(PROBLEM TO SOLVE): Below are some records. Say how many of their lines include the string "resolved", giving only the number.

Data entries:

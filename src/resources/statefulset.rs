//! StatefulSet generation for the redis nodes.
//!
//! Creates a StatefulSet with:
//! - Stable network identity via the headless redis service
//! - `redis.conf` and `shutdown.sh` mounted from ConfigMaps
//! - Data volume from the storage policy (emptyDir or a PVC template)
//! - Exec ping probes
//! - preStop hook that saves and hands mastership to sentinel
//! - Soft pod anti-affinity

use k8s_openapi::api::apps::v1::{StatefulSet, StatefulSetSpec, StatefulSetUpdateStrategy};
use k8s_openapi::api::core::v1::{
    ConfigMapVolumeSource, Container, ContainerPort, EmptyDirVolumeSource, EnvVar, EnvVarSource,
    ExecAction, Lifecycle, LifecycleHandler, PersistentVolumeClaim,
    PersistentVolumeClaimSpec as K8sClaimSpec, PodSpec, PodTemplateSpec, SecretKeySelector, Volume,
    VolumeMount, VolumeResourceRequirements,
};
use k8s_openapi::apimachinery::pkg::api::resource::Quantity;
use k8s_openapi::apimachinery::pkg::apis::meta::v1::{LabelSelector, ObjectMeta};
use kube::ResourceExt;
use sha2::{Digest, Sha256};
use std::collections::BTreeMap;

use crate::crd::RedisFailover;
use crate::resources::common::{
    REDIS_COMPONENT, component_labels, non_empty, owner_reference, redis_name,
    redis_shutdown_name, selector_labels, standard_annotations,
};
use crate::resources::configmaps::REDIS_CONFIG_FILE;
use crate::resources::pod::{convert_tolerations, exec_probe, resource_requirements, soft_anti_affinity};
use crate::resources::services::REDIS_PORT;

/// Volume holding `redis.conf`.
const CONFIG_VOLUME: &str = "redis-config";
/// Volume holding `shutdown.sh`.
const SHUTDOWN_VOLUME: &str = "redis-shutdown-config";
/// Default data volume name.
const DATA_VOLUME: &str = "redis-data";
/// Environment variable carrying the credential inside redis pods.
pub const PASSWORD_ENV: &str = "REDIS_PASSWORD";
/// Pod-template annotation carrying a digest of the resolved credential.
/// A rotated secret value changes it, which rolls the redis pods.
pub const CREDENTIAL_CHECKSUM_ANNOTATION: &str =
    "redisfailovers.databases.spotahome.com/credential-checksum";

/// Hex SHA-256 of the resolved credential.
pub fn credential_checksum(password: &str) -> String {
    format!("{:x}", Sha256::digest(password.as_bytes()))
}

/// Generate the redis StatefulSet.
///
/// `password` is the resolved credential; only its digest lands in the
/// pod template.
pub fn generate_statefulset(
    resource: &RedisFailover,
    default_labels: &BTreeMap<String, String>,
    default_annotations: &BTreeMap<String, String>,
    password: Option<&str>,
) -> StatefulSet {
    let name = redis_name(resource);
    let labels = component_labels(resource, default_labels, REDIS_COMPONENT);
    let annotations = standard_annotations(resource, default_annotations);

    StatefulSet {
        metadata: ObjectMeta {
            name: Some(name.clone()),
            namespace: resource.namespace(),
            labels: Some(labels.clone()),
            annotations: non_empty(annotations.clone()),
            owner_references: Some(vec![owner_reference(resource)]),
            ..Default::default()
        },
        spec: Some(StatefulSetSpec {
            replicas: Some(resource.spec.redis.replicas),
            service_name: Some(name),
            selector: LabelSelector {
                match_labels: Some(selector_labels(resource, REDIS_COMPONENT)),
                ..Default::default()
            },
            pod_management_policy: Some("Parallel".to_string()),
            update_strategy: Some(StatefulSetUpdateStrategy {
                type_: Some("RollingUpdate".to_string()),
                ..Default::default()
            }),
            template: generate_pod_template(resource, &labels, &annotations, password),
            volume_claim_templates: generate_pvc_template(resource).map(|pvc| vec![pvc]),
            ..Default::default()
        }),
        ..Default::default()
    }
}

fn generate_pod_template(
    resource: &RedisFailover,
    labels: &BTreeMap<String, String>,
    annotations: &BTreeMap<String, String>,
    password: Option<&str>,
) -> PodTemplateSpec {
    let mut annotations = annotations.clone();
    if let Some(password) = password {
        annotations.insert(
            CREDENTIAL_CHECKSUM_ANNOTATION.to_string(),
            credential_checksum(password),
        );
    }

    PodTemplateSpec {
        metadata: Some(ObjectMeta {
            labels: Some(labels.clone()),
            annotations: non_empty(annotations),
            ..Default::default()
        }),
        spec: Some(PodSpec {
            affinity: Some(soft_anti_affinity(&selector_labels(resource, REDIS_COMPONENT))),
            tolerations: convert_tolerations(&resource.spec.redis.tolerations),
            containers: vec![generate_redis_container(resource)],
            volumes: Some(generate_volumes(resource)),
            ..Default::default()
        }),
    }
}

fn has_credential(resource: &RedisFailover) -> bool {
    resource.spec.inline_password().is_some() || resource.spec.redis.auth.is_some()
}

fn generate_redis_container(resource: &RedisFailover) -> Container {
    let ping = if has_credential(resource) {
        format!("REDISCLI_AUTH=${} redis-cli -h $(hostname) ping", PASSWORD_ENV)
    } else {
        "redis-cli -h $(hostname) ping".to_string()
    };

    Container {
        name: "redis".to_string(),
        image: Some(resource.spec.redis.image.clone()),
        image_pull_policy: Some("IfNotPresent".to_string()),
        command: Some(redis_command(resource)),
        ports: Some(vec![ContainerPort {
            container_port: REDIS_PORT,
            name: Some("redis".to_string()),
            protocol: Some("TCP".to_string()),
            ..Default::default()
        }]),
        env: generate_env_vars(resource),
        resources: resource_requirements(&resource.spec.redis.resources),
        volume_mounts: Some(generate_volume_mounts(resource)),
        readiness_probe: Some(exec_probe(&ping)),
        liveness_probe: Some(exec_probe(&ping)),
        lifecycle: Some(Lifecycle {
            pre_stop: Some(LifecycleHandler {
                exec: Some(ExecAction {
                    command: Some(vec![
                        "/bin/sh".to_string(),
                        "-c".to_string(),
                        "/redis-shutdown/shutdown.sh".to_string(),
                    ]),
                }),
                ..Default::default()
            }),
            ..Default::default()
        }),
        ..Default::default()
    }
}

/// Container command: the declared one, or `redis-server /redis/redis.conf`.
pub fn redis_command(resource: &RedisFailover) -> Vec<String> {
    if !resource.spec.redis.command.is_empty() {
        return resource.spec.redis.command.clone();
    }
    vec![
        "redis-server".to_string(),
        format!("/redis/{}", REDIS_CONFIG_FILE),
    ]
}

/// Credential env var: from the referenced Secret, or the inline value.
fn generate_env_vars(resource: &RedisFailover) -> Option<Vec<EnvVar>> {
    if let Some(auth) = &resource.spec.redis.auth {
        return Some(vec![EnvVar {
            name: PASSWORD_ENV.to_string(),
            value_from: Some(EnvVarSource {
                secret_key_ref: Some(SecretKeySelector {
                    name: auth.secret_ref.name.clone(),
                    key: auth.secret_ref.key.clone(),
                    optional: Some(false),
                }),
                ..Default::default()
            }),
            ..Default::default()
        }]);
    }
    resource.spec.inline_password().map(|pass| {
        vec![EnvVar {
            name: PASSWORD_ENV.to_string(),
            value: Some(pass.to_string()),
            ..Default::default()
        }]
    })
}

/// Name of the data volume, which follows the claim name when a PVC is used.
fn data_volume_name(resource: &RedisFailover) -> String {
    resource
        .spec
        .redis
        .storage
        .persistent_volume_claim
        .as_ref()
        .map(|claim| claim.name.clone())
        .unwrap_or_else(|| DATA_VOLUME.to_string())
}

fn generate_volume_mounts(resource: &RedisFailover) -> Vec<VolumeMount> {
    vec![
        VolumeMount {
            name: CONFIG_VOLUME.to_string(),
            mount_path: "/redis".to_string(),
            ..Default::default()
        },
        VolumeMount {
            name: SHUTDOWN_VOLUME.to_string(),
            mount_path: "/redis-shutdown".to_string(),
            ..Default::default()
        },
        VolumeMount {
            name: data_volume_name(resource),
            mount_path: "/data".to_string(),
            ..Default::default()
        },
    ]
}

fn generate_volumes(resource: &RedisFailover) -> Vec<Volume> {
    let mut volumes = vec![
        Volume {
            name: CONFIG_VOLUME.to_string(),
            config_map: Some(ConfigMapVolumeSource {
                name: redis_name(resource),
                ..Default::default()
            }),
            ..Default::default()
        },
        Volume {
            name: SHUTDOWN_VOLUME.to_string(),
            config_map: Some(ConfigMapVolumeSource {
                name: redis_shutdown_name(resource),
                default_mode: Some(0o744),
                ..Default::default()
            }),
            ..Default::default()
        },
    ];

    let storage = &resource.spec.redis.storage;
    if storage.persistent_volume_claim.is_none() {
        let empty_dir = storage
            .empty_dir
            .as_ref()
            .map(|dir| EmptyDirVolumeSource {
                medium: dir.medium.clone(),
                size_limit: dir.size_limit.clone().map(Quantity),
            })
            .unwrap_or_default();
        volumes.push(Volume {
            name: DATA_VOLUME.to_string(),
            empty_dir: Some(empty_dir),
            ..Default::default()
        });
    }

    volumes
}

/// Generate the PVC template, if the storage policy asks for one.
///
/// Without `keepAfterDeletion` the claims carry the owner reference so they
/// are collected together with the instance.
pub fn generate_pvc_template(resource: &RedisFailover) -> Option<PersistentVolumeClaim> {
    let storage = &resource.spec.redis.storage;
    let claim = storage.persistent_volume_claim.as_ref()?;

    let owner_references = if storage.keep_after_deletion {
        None
    } else {
        Some(vec![owner_reference(resource)])
    };

    Some(PersistentVolumeClaim {
        metadata: ObjectMeta {
            name: Some(claim.name.clone()),
            owner_references,
            ..Default::default()
        },
        spec: Some(K8sClaimSpec {
            access_modes: Some(claim.access_modes.clone()),
            storage_class_name: claim.storage_class_name.clone(),
            resources: Some(VolumeResourceRequirements {
                requests: Some({
                    let mut requests = BTreeMap::new();
                    requests.insert("storage".to_string(), Quantity(claim.size.clone()));
                    requests
                }),
                ..Default::default()
            }),
            ..Default::default()
        }),
        ..Default::default()
    })
}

(EXERCISE OUTPUT): 3